* _What this task involves_:
Provide the count of lines below where "crypto" occurs, with no other output.

* _Records supplied_:
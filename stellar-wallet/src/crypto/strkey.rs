//! Stellar StrKey encoding
//!
//! A StrKey is `[version(1)] + [body(32)] + [crc16(2, little-endian)]`,
//! Base32 encoded with the RFC4648 alphabet and no padding. 35 bytes always
//! encode to exactly 56 characters.

use crate::crypto::checksum::crc16_xmodem;
use crate::error::{Error, Result};

/// Version byte of an account id ("G...")
pub const VERSION_ACCOUNT_ID: u8 = 0x30;

/// Version byte of an ed25519 secret seed ("S...")
pub const VERSION_SECRET_SEED: u8 = 0x90;

/// Encoded length of every 32-byte StrKey
pub const STRKEY_LEN: usize = 56;

/// Decoded length: version + body + checksum
const DECODED_LEN: usize = 1 + 32 + 2;

const BASE32_ALPHABET: &[u8; 32] = b"ABCDEFGHIJKLMNOPQRSTUVWXYZ234567";

/// Encode a 32-byte body under `version`
pub fn encode(version: u8, body: &[u8; 32]) -> String {
    let mut data = [0u8; DECODED_LEN];
    data[0] = version;
    data[1..33].copy_from_slice(body);

    let checksum = crc16_xmodem(&data[..33]);
    data[33..].copy_from_slice(&checksum.to_le_bytes());

    base32_encode(&data)
}

/// Decode a StrKey, verifying its checksum and that it carries `expected_version`
pub fn decode(expected_version: u8, encoded: &str) -> Result<[u8; 32]> {
    if encoded.len() != STRKEY_LEN {
        return Err(Error::Format(format!(
            "StrKey must be {} characters, got {}",
            STRKEY_LEN,
            encoded.len()
        )));
    }

    let decoded = base32_decode(encoded)?;
    if decoded.len() < DECODED_LEN {
        return Err(Error::Format("StrKey too short".to_string()));
    }

    let provided = u16::from_le_bytes([decoded[33], decoded[34]]);
    let expected = crc16_xmodem(&decoded[..33]);
    if provided != expected {
        return Err(Error::checksum(&expected.to_le_bytes(), &provided.to_le_bytes()));
    }

    if decoded[0] != expected_version {
        return Err(Error::Format(format!(
            "wrong version byte (expected 0x{:02x}, got 0x{:02x})",
            expected_version, decoded[0]
        )));
    }

    let mut body = [0u8; 32];
    body.copy_from_slice(&decoded[1..33]);
    Ok(body)
}

/// RFC4648 Base32 without padding; the final partial group is zero-padded on the right
fn base32_encode(data: &[u8]) -> String {
    let mut output = String::with_capacity((data.len() * 8 + 4) / 5);
    let mut value: u32 = 0;
    let mut bits = 0;

    for byte in data {
        value = (value << 8) | *byte as u32;
        bits += 8;

        while bits >= 5 {
            output.push(BASE32_ALPHABET[((value >> (bits - 5)) & 31) as usize] as char);
            bits -= 5;
        }
    }

    if bits > 0 {
        output.push(BASE32_ALPHABET[((value << (5 - bits)) & 31) as usize] as char);
    }

    output
}

fn base32_decode(encoded: &str) -> Result<Vec<u8>> {
    let mut output = Vec::with_capacity(encoded.len() * 5 / 8);
    let mut value: u32 = 0;
    let mut bits = 0;

    for c in encoded.chars() {
        let index = base32_index(c)
            .ok_or_else(|| Error::Format(format!("Invalid Base32 character '{}'", c)))?;

        value = (value << 5) | index;
        bits += 5;

        if bits >= 8 {
            output.push(((value >> (bits - 8)) & 0xFF) as u8);
            bits -= 8;
        }
    }

    Ok(output)
}

fn base32_index(c: char) -> Option<u32> {
    match c {
        'A'..='Z' => Some(c as u32 - 'A' as u32),
        '2'..='7' => Some(c as u32 - '2' as u32 + 26),
        _ => None,
    }
}

#[cfg(test)]
mod tests {
    use super::*;
    use crate::error::ErrorKind;

    // SEP-0005 test 1, account 0
    const SEED: &str = "SBGWSG6BTNCKCOB3DIFBGCVMUPQFYPA2G4O34RMTB343OYPXU5DJDVMN";
    const SEED_HEX: &str = "4d691bc19b44a1383b1a0a130aaca3e05c3c1a371dbe45930ef9b761f7a74691";

    #[test]
    fn test_decode_known_seed() {
        let body = decode(VERSION_SECRET_SEED, SEED).unwrap();
        assert_eq!(hex::encode(body), SEED_HEX);
    }

    #[test]
    fn test_encode_known_seed() {
        let mut body = [0u8; 32];
        body.copy_from_slice(&hex::decode(SEED_HEX).unwrap());
        assert_eq!(encode(VERSION_SECRET_SEED, &body), SEED);
    }

    #[test]
    fn test_zero_body_encodings() {
        let zero = [0u8; 32];
        assert_eq!(
            encode(VERSION_SECRET_SEED, &zero),
            "SAAAAAAAAAAAAAAAAAAAAAAAAAAAAAAAAAAAAAAAAAAAAAAAAAAABSU2"
        );
        assert_eq!(
            encode(VERSION_ACCOUNT_ID, &zero),
            "GAAAAAAAAAAAAAAAAAAAAAAAAAAAAAAAAAAAAAAAAAAAAAAAAAAAAWHF"
        );
    }

    #[test]
    fn test_round_trip_varied_bodies() {
        for (i, version) in [VERSION_ACCOUNT_ID, VERSION_SECRET_SEED].iter().enumerate() {
            let mut body = [0u8; 32];
            for (j, b) in body.iter_mut().enumerate() {
                *b = (j as u8).wrapping_mul(37).wrapping_add(i as u8 * 101);
            }
            let encoded = encode(*version, &body);
            assert_eq!(encoded.len(), STRKEY_LEN);
            assert!(encoded.chars().all(|c| BASE32_ALPHABET.contains(&(c as u8))));
            assert_eq!(decode(*version, &encoded).unwrap(), body);
        }
    }

    #[test]
    fn test_every_single_character_flip_fails_checksum() {
        for pos in 0..SEED.len() {
            let mut chars: Vec<char> = SEED.chars().collect();
            let current = BASE32_ALPHABET.iter().position(|b| *b as char == chars[pos]).unwrap();
            chars[pos] = BASE32_ALPHABET[(current + 1) % 32] as char;
            let flipped: String = chars.into_iter().collect();

            let err = decode(VERSION_SECRET_SEED, &flipped).unwrap_err();
            assert_eq!(err.kind(), ErrorKind::Checksum, "position {}", pos);
        }
    }

    #[test]
    fn test_wrong_version_byte() {
        let zero = [0u8; 32];
        let account = encode(VERSION_ACCOUNT_ID, &zero);
        let err = decode(VERSION_SECRET_SEED, &account).unwrap_err();
        assert_eq!(err.kind(), ErrorKind::Format);
        assert!(err.to_string().contains("wrong version byte"));
    }

    #[test]
    fn test_invalid_character() {
        let bad = SEED.replacen('B', "1", 1);
        let err = decode(VERSION_SECRET_SEED, &bad).unwrap_err();
        assert_eq!(err.kind(), ErrorKind::Format);
    }

    #[test]
    fn test_wrong_length() {
        let err = decode(VERSION_SECRET_SEED, &SEED[..55]).unwrap_err();
        assert_eq!(err.kind(), ErrorKind::Format);
    }
}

* _Your response_:
2